◆ **Work instructions**
Establish how many lines below contain the string "DateTime". Respond with that number alone.

◆ **The data**
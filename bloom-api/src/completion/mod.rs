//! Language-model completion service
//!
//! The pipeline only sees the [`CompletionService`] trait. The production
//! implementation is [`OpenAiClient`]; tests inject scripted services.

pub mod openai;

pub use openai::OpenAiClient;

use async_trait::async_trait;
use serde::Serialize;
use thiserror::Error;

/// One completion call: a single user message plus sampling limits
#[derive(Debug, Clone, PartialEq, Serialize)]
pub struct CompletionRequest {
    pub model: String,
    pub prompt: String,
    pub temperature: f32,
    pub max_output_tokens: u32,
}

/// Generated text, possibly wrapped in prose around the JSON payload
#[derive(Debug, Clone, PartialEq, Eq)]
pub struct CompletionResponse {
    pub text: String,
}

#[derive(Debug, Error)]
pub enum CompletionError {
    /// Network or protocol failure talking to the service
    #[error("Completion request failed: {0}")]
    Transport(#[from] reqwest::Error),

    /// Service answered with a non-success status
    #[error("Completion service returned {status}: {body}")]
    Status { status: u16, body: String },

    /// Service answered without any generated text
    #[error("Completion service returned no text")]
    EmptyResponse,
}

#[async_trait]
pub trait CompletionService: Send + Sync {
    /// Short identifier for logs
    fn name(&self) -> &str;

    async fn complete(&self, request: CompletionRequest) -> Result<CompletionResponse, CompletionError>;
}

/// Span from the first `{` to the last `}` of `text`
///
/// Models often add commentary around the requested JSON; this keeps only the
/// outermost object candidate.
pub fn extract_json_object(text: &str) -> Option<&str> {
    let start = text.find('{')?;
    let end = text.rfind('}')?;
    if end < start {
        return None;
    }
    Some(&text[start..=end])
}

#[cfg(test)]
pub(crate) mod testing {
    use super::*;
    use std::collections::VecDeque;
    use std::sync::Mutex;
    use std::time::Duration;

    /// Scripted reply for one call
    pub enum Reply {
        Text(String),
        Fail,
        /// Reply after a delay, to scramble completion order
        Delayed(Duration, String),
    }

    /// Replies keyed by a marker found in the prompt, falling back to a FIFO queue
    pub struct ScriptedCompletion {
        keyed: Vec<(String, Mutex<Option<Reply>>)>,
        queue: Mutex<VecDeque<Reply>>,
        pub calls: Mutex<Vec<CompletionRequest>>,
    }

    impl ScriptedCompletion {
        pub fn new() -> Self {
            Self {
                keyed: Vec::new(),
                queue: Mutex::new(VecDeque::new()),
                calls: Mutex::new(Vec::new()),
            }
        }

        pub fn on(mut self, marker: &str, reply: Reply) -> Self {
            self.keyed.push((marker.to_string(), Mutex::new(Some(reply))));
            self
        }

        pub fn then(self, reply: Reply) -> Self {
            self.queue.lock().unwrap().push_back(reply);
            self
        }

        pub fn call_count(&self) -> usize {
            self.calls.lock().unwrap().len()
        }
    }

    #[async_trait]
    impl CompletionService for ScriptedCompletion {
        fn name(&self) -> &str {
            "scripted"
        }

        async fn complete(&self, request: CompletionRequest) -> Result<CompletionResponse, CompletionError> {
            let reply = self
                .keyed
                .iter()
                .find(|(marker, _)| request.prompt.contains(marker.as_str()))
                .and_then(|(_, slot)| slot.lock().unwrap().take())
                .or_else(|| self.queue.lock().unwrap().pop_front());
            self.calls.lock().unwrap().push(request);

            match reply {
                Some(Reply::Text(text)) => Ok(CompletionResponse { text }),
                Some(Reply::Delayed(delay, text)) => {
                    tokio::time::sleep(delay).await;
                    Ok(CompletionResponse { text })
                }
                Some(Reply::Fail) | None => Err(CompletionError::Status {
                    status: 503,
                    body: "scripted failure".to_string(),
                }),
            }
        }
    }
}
...
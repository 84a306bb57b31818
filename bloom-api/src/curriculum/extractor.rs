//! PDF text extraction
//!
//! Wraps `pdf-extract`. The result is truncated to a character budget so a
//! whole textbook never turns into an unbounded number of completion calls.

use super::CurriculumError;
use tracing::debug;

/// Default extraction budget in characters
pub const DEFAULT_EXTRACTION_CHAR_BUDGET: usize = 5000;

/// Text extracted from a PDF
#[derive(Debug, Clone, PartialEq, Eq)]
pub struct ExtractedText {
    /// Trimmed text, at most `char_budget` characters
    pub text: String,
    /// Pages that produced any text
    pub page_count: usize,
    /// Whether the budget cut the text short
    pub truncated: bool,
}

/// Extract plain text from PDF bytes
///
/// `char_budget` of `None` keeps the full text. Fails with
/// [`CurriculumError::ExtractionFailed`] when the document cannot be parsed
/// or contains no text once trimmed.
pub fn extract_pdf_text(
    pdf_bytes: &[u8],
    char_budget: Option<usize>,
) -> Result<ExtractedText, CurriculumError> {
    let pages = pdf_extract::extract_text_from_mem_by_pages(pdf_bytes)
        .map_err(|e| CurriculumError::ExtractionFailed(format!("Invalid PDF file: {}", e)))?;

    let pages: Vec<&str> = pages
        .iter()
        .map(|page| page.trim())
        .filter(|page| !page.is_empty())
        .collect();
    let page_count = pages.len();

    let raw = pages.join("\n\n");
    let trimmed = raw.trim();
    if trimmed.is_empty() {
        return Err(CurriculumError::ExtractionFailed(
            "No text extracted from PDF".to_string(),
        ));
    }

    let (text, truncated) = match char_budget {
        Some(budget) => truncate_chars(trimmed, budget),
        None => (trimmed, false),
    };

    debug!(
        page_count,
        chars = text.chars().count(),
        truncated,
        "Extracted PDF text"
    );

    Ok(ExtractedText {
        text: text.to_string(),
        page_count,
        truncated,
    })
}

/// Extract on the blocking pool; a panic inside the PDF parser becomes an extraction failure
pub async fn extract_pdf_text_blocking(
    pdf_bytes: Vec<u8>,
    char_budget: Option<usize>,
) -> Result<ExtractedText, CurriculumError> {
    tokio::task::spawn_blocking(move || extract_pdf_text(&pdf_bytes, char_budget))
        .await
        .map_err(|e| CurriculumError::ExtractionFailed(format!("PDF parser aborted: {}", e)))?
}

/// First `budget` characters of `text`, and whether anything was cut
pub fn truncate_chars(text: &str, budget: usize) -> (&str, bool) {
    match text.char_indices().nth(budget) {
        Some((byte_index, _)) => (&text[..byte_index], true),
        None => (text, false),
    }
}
--
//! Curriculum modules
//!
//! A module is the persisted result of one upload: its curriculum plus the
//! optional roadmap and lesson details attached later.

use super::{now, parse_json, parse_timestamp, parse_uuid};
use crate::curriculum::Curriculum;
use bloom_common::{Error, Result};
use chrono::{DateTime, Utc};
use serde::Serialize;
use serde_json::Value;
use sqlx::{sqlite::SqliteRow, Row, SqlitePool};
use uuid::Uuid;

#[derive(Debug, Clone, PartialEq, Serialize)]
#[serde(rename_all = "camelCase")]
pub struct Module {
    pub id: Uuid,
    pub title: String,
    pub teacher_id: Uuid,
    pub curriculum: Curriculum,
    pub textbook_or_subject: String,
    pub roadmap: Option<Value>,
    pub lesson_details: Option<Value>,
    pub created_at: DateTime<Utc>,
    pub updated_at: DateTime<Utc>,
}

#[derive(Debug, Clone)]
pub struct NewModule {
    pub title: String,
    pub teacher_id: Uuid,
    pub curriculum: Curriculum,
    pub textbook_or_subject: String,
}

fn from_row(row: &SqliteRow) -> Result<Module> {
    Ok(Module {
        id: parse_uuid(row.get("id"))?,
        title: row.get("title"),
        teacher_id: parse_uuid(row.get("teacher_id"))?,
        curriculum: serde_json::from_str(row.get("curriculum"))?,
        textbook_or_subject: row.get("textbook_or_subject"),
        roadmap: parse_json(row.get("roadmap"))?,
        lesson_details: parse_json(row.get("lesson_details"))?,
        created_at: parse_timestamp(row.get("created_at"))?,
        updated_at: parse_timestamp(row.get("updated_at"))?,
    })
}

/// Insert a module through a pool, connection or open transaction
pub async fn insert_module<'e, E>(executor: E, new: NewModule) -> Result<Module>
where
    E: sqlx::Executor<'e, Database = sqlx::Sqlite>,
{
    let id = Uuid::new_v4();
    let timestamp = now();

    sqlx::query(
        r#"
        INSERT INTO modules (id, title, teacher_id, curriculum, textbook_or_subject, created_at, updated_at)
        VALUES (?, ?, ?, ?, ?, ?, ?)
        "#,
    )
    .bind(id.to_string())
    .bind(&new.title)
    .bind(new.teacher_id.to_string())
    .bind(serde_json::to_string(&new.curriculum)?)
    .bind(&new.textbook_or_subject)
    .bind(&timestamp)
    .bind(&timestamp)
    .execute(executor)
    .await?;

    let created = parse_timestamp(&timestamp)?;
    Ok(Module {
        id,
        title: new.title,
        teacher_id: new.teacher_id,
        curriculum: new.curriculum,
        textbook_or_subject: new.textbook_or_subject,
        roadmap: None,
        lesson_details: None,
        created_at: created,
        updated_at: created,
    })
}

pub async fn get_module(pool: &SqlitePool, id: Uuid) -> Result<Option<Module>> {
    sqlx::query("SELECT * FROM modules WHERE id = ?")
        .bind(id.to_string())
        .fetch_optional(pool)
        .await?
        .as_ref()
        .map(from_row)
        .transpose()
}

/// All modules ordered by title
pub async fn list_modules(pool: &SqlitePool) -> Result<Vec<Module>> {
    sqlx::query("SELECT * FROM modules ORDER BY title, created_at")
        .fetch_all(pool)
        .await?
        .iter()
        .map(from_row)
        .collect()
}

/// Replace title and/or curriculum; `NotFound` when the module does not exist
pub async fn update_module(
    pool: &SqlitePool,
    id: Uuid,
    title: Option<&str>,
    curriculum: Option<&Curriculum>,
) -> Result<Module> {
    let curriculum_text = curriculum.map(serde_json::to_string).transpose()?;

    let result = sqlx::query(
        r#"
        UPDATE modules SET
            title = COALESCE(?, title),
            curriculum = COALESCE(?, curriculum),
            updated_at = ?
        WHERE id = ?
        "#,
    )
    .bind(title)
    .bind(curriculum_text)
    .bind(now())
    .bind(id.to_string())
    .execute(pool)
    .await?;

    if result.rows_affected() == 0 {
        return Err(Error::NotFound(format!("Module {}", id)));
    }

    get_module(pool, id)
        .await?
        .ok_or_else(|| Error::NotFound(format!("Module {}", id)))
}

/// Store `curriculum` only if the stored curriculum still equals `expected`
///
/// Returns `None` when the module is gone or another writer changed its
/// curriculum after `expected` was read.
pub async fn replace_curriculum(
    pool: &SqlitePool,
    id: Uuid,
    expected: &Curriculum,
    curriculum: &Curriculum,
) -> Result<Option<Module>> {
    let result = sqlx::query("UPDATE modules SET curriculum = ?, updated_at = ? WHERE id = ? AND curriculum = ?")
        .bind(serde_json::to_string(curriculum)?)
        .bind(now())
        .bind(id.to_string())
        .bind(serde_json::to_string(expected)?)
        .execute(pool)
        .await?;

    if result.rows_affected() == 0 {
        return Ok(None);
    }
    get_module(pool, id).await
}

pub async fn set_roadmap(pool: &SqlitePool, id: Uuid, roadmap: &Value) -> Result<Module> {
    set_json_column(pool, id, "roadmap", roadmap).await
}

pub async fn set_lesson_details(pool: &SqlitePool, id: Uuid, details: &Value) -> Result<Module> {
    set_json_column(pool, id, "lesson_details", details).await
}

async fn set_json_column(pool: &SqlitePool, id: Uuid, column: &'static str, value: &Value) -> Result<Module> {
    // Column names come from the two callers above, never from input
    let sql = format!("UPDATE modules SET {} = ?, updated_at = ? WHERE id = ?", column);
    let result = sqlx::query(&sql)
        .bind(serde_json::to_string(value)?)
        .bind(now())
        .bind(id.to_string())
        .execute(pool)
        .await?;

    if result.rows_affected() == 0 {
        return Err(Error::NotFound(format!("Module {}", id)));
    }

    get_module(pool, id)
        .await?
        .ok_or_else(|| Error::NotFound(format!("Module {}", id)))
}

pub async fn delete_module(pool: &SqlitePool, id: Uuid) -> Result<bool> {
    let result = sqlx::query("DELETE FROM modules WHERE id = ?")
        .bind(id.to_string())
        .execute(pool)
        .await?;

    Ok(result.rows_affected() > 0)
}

◆ **Solution to the exercise**
3